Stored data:

• • •

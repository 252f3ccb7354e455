use crate::prelude::*;
use serde::{Deserialize, Serialize};

/// A concentrated liquidity range with `tick_lower < tick_upper`, both within
/// [`MIN_TICK`]..=[`MAX_TICK`].
#[derive(Debug, Clone, Copy, PartialEq, Eq, Hash, Serialize, Deserialize)]
#[serde(try_from = "[i32; 2]", into = "[i32; 2]")]
pub struct PriceRange {
    tick_lower: i32,
    tick_upper: i32,
}

impl PriceRange {
    /// Constructs a range, rejecting an empty or out of bounds one.
    #[inline]
    pub fn new(tick_lower: i32, tick_upper: i32) -> Result<Self, Error> {
        check_tick(tick_lower)?;
        check_tick(tick_upper)?;
        if tick_lower >= tick_upper {
            return Err(Error::InvalidRange(tick_lower, tick_upper));
        }
        Ok(Self {
            tick_lower,
            tick_upper,
        })
    }

    /// Constructs a range from two ticks rounded to `tick_spacing`, widening the upper tick by one
    /// spacing if rounding collapsed the range.
    pub fn from_ticks(tick_lower: i32, tick_upper: i32, tick_spacing: i32) -> Self {
        let tick_lower = round_tick_within_bounds(tick_lower, tick_spacing, false);
        let mut tick_upper = round_tick_within_bounds(tick_upper, tick_spacing, true);
        if tick_lower >= tick_upper {
            tick_upper = tick_lower + tick_spacing;
        }
        if tick_upper > MAX_TICK {
            return Self {
                tick_lower: tick_lower - tick_spacing,
                tick_upper: tick_lower,
            };
        }
        Self {
            tick_lower,
            tick_upper,
        }
    }

    #[inline]
    pub const fn tick_lower(&self) -> i32 {
        self.tick_lower
    }

    #[inline]
    pub const fn tick_upper(&self) -> i32 {
        self.tick_upper
    }

    #[inline]
    pub const fn ticks(&self) -> [i32; 2] {
        [self.tick_lower, self.tick_upper]
    }

    /// Whether both bounds are multiples of `tick_spacing`.
    #[inline]
    pub const fn is_aligned(&self, tick_spacing: i32) -> bool {
        self.tick_lower % tick_spacing == 0 && self.tick_upper % tick_spacing == 0
    }

    #[inline]
    pub fn width_percent(&self) -> f64 {
        calculate_range_width(self.tick_lower, self.tick_upper)
    }

    #[inline]
    pub fn is_full_range(&self, tick_spacing: i32) -> bool {
        is_full_range(self.tick_lower, self.tick_upper, tick_spacing)
    }

    /// Rounds the range outward to a new tick spacing.
    #[inline]
    pub fn realign(&self, tick_spacing: i32) -> Self {
        Self::from_ticks(self.tick_lower, self.tick_upper, tick_spacing)
    }

    /// Moves the lower bound by `steps` tick spacings. Returns `None` if the result would leave
    /// the tick bounds or empty the range.
    #[inline]
    pub fn nudge_lower(&self, steps: i32, tick_spacing: i32) -> Option<Self> {
        let tick_lower = steps
            .checked_mul(tick_spacing)
            .and_then(|delta| self.tick_lower.checked_add(delta))?;
        Self::new(tick_lower, self.tick_upper).ok()
    }

    /// Moves the upper bound by `steps` tick spacings. Returns `None` if the result would leave
    /// the tick bounds or empty the range.
    #[inline]
    pub fn nudge_upper(&self, steps: i32, tick_spacing: i32) -> Option<Self> {
        let tick_upper = steps
            .checked_mul(tick_spacing)
            .and_then(|delta| self.tick_upper.checked_add(delta))?;
        Self::new(self.tick_lower, tick_upper).ok()
    }
}

impl TryFrom<[i32; 2]> for PriceRange {
    type Error = Error;

    #[inline]
    fn try_from([tick_lower, tick_upper]: [i32; 2]) -> Result<Self, Self::Error> {
        Self::new(tick_lower, tick_upper)
    }
}

impl From<PriceRange> for [i32; 2] {
    #[inline]
    fn from(range: PriceRange) -> Self {
        range.ticks()
    }
}

/// A relative range choice that is resolved against a pool's current tick.
#[derive(Debug, Clone, Copy, PartialEq, Serialize, Deserialize)]
pub enum RangeSelector {
    /// One tick spacing on either side of the current tick.
    TightAroundCurrent,
    /// A band of the given percentage around the current price.
    PercentBand(f64),
    /// The widest range the pool's tick spacing allows, minus one spacing on either side.
    FullRange,
}

impl RangeSelector {
    /// The presets offered next to the price inputs.
    pub const PRESETS: [(&'static str, Self); 6] = [
        ("MIN", Self::TightAroundCurrent),
        ("1%", Self::PercentBand(1.0)),
        ("5%", Self::PercentBand(5.0)),
        ("10%", Self::PercentBand(10.0)),
        ("20%", Self::PercentBand(20.0)),
        ("FULL", Self::FullRange),
    ];
}

/// Resolves a range selector against the current tick of a pool.
///
/// ## Arguments
///
/// * `selector`: the relative range to resolve
/// * `current_tick`: the pool's current tick, `None` if no pool is selected or it is uninitialized
/// * `tick_spacing`: the spacing of the pool's fee tier
///
/// Returns `None` when there is no current tick or the selector is not a valid band, in which case
/// the caller keeps its previous range.
pub fn compute_range(
    selector: RangeSelector,
    current_tick: Option<i32>,
    tick_spacing: i32,
) -> Option<PriceRange> {
    let current_tick = current_tick?;
    if tick_spacing <= 0 {
        return None;
    }
    let range = match selector {
        RangeSelector::TightAroundCurrent => PriceRange::from_ticks(
            current_tick - tick_spacing,
            current_tick + tick_spacing,
            tick_spacing,
        ),
        RangeSelector::PercentBand(percent) => {
            if !percent.is_finite() || percent <= 0.0 {
                return None;
            }
            let current_price = tick_to_price(current_tick);
            let min_price = current_price * (1.0 - percent / 100.0);
            let max_price = current_price * (1.0 + percent / 100.0);
            let tick_lower = if min_price > 0.0 {
                price_to_tick(min_price, tick_spacing, false)
            } else {
                round_tick_within_bounds(MIN_TICK, tick_spacing, false)
            };
            let tick_upper = price_to_tick(max_price, tick_spacing, true);
            PriceRange::from_ticks(tick_lower, tick_upper, tick_spacing)
        }
        RangeSelector::FullRange => PriceRange {
            tick_lower: round_tick(MIN_TICK + tick_spacing, tick_spacing, false),
            tick_upper: round_tick(MAX_TICK - tick_spacing, tick_spacing, true),
        },
    };
    Some(range)
}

• • •

- [INSTRUCTIONS TO FOLLOW] Using the records above, select and copy every line that has the word "steps".

- [TASK RESPONSE]
    /// Moves the lower bound by `steps` tick spacings. Returns `None` if the result would leave
    pub fn nudge_lower(&self, steps: i32, tick_spacing: i32) -> Option<Self> {
        let tick_lower = steps
    /// Moves the upper bound by `steps` tick spacings. Returns `None` if the result would leave
    pub fn nudge_upper(&self, steps: i32, tick_spacing: i32) -> Option<Self> {
        let tick_upper = steps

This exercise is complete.